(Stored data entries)
== Segment start ==
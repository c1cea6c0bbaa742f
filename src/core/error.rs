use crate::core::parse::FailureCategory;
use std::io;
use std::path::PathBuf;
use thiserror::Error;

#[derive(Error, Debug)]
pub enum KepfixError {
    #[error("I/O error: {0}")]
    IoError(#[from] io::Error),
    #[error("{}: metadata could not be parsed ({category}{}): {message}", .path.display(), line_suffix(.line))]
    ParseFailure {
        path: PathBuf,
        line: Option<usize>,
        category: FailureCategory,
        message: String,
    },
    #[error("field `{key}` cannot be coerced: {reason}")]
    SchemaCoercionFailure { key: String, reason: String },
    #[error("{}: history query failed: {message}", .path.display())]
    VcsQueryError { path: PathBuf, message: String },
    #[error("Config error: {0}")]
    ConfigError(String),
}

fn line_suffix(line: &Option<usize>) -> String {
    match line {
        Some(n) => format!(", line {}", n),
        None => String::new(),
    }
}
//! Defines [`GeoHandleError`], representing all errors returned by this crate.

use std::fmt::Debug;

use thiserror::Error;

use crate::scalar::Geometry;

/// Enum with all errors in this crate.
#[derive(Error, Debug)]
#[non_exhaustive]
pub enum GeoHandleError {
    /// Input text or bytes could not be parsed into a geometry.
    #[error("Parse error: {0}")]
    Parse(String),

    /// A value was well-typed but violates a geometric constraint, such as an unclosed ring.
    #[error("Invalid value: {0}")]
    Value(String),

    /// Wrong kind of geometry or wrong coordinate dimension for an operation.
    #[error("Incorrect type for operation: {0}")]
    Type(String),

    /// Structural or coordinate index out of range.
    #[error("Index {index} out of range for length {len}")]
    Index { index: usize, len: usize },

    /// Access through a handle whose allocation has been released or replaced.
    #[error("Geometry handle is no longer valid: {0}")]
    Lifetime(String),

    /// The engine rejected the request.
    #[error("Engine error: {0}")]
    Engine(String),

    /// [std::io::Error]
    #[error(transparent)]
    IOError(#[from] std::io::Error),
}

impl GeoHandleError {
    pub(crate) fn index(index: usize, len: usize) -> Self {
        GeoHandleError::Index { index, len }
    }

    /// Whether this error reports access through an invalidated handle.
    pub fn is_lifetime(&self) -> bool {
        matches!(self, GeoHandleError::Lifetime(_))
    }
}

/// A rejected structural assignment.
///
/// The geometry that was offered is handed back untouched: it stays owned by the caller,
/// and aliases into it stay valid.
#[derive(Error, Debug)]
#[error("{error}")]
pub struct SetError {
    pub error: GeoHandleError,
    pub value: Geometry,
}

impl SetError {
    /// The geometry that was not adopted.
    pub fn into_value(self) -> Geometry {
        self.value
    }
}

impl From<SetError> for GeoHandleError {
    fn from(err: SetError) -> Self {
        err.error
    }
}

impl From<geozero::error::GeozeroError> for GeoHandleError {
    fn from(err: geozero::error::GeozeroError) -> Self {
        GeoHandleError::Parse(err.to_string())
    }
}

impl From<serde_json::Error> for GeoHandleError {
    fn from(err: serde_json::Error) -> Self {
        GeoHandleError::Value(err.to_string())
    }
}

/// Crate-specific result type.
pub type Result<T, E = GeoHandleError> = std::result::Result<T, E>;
== Segment end ==
== Segment start ==
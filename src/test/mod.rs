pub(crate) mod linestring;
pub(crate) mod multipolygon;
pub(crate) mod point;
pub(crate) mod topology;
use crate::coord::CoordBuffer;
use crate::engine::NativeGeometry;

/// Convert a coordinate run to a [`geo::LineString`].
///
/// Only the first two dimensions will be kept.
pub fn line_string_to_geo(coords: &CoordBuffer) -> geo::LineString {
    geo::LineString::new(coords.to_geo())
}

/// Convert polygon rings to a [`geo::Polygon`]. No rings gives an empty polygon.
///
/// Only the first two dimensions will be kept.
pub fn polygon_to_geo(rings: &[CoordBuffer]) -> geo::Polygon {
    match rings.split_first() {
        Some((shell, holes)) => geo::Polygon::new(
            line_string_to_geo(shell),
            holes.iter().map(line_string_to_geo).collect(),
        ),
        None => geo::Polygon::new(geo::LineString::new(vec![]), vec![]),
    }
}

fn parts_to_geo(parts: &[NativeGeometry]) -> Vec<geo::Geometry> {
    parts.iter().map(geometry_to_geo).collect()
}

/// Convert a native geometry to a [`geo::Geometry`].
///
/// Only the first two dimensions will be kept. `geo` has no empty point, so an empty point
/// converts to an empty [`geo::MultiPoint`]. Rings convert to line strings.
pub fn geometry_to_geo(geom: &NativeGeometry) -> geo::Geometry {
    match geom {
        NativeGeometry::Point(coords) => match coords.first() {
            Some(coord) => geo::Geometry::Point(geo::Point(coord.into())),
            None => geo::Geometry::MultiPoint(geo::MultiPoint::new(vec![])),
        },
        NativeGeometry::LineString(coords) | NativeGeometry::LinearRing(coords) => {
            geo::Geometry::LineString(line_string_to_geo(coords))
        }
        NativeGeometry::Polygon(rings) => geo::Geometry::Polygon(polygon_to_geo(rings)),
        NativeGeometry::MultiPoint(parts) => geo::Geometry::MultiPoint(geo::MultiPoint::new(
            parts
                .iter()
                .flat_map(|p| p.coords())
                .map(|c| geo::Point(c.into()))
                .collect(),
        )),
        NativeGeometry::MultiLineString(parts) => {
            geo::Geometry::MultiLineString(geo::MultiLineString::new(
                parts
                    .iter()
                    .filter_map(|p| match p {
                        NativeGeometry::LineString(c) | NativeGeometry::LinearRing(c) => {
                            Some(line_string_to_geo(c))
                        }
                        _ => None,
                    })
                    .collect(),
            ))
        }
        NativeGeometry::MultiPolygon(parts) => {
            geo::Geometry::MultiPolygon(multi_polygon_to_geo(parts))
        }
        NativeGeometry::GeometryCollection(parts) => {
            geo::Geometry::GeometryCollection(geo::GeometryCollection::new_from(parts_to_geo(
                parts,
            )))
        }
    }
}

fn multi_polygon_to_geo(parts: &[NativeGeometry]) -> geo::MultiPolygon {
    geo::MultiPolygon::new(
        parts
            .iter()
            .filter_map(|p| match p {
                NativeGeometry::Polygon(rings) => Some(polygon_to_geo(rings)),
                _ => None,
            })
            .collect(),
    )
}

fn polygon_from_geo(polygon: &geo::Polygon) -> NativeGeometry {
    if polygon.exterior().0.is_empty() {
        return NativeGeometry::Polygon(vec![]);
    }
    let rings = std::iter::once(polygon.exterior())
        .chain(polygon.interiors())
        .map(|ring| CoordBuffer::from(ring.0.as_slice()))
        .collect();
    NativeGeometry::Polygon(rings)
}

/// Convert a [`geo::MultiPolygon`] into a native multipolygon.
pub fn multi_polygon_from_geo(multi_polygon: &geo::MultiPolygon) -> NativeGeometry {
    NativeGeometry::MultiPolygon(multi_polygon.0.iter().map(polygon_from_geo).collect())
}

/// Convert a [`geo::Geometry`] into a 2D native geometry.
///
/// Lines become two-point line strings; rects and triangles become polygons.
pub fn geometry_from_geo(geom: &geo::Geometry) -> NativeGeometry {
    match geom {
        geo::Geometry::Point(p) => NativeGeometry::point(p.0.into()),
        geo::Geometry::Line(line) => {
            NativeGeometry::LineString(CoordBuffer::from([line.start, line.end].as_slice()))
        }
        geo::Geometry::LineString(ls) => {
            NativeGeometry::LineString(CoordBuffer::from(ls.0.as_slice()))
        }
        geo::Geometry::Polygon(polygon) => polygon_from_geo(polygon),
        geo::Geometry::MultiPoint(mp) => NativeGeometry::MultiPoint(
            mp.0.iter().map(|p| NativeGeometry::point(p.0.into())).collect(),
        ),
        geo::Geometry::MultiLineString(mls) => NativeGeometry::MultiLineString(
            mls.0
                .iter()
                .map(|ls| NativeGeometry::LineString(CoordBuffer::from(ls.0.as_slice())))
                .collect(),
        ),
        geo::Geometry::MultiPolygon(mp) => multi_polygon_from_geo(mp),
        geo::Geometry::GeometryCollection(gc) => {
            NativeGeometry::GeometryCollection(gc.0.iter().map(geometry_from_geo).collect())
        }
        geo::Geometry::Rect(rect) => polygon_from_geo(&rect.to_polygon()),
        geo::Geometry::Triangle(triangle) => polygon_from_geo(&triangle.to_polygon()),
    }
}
== Segment end ==
**TRY IT**.
Reproduce exactly the section above that begins at the line containing "repository c1cea6c0bbaa742f" and ends at the line containing "rejected the request.", leaving out all other lines.

**RESULT OF THE TASK**.
repository c1cea6c0bbaa742f
filename src/core/error.rs
use crate::core::parse::FailureCategory;
use std::io;
use std::path::PathBuf;
use thiserror::Error;

#[derive(Error, Debug)]
pub enum KepfixError {
    #[error("I/O error: {0}")]
    IoError(#[from] io::Error),
    #[error("{}: metadata could not be parsed ({category}{}): {message}", .path.display(), line_suffix(.line))]
    ParseFailure {
        path: PathBuf,
        line: Option<usize>,
        category: FailureCategory,
        message: String,
    },
    #[error("field `{key}` cannot be coerced: {reason}")]
    SchemaCoercionFailure { key: String, reason: String },
    #[error("{}: history query failed: {message}", .path.display())]
    VcsQueryError { path: PathBuf, message: String },
    #[error("Config error: {0}")]
    ConfigError(String),
}

fn line_suffix(line: &Option<usize>) -> String {
    match line {
        Some(n) => format!(", line {}", n),
        None => String::new(),
    }
}
//! Defines [`GeoHandleError`], representing all errors returned by this crate.

use std::fmt::Debug;

use thiserror::Error;

use crate::scalar::Geometry;

/// Enum with all errors in this crate.
#[derive(Error, Debug)]
#[non_exhaustive]
pub enum GeoHandleError {
    /// Input text or bytes could not be parsed into a geometry.
    #[error("Parse error: {0}")]
    Parse(String),

    /// A value was well-typed but violates a geometric constraint, such as an unclosed ring.
    #[error("Invalid value: {0}")]
    Value(String),

    /// Wrong kind of geometry or wrong coordinate dimension for an operation.
    #[error("Incorrect type for operation: {0}")]
    Type(String),

    /// Structural or coordinate index out of range.
    #[error("Index {index} out of range for length {len}")]
    Index { index: usize, len: usize },

    /// Access through a handle whose allocation has been released or replaced.
    #[error("Geometry handle is no longer valid: {0}")]
    Lifetime(String),

    /// The engine rejected the request.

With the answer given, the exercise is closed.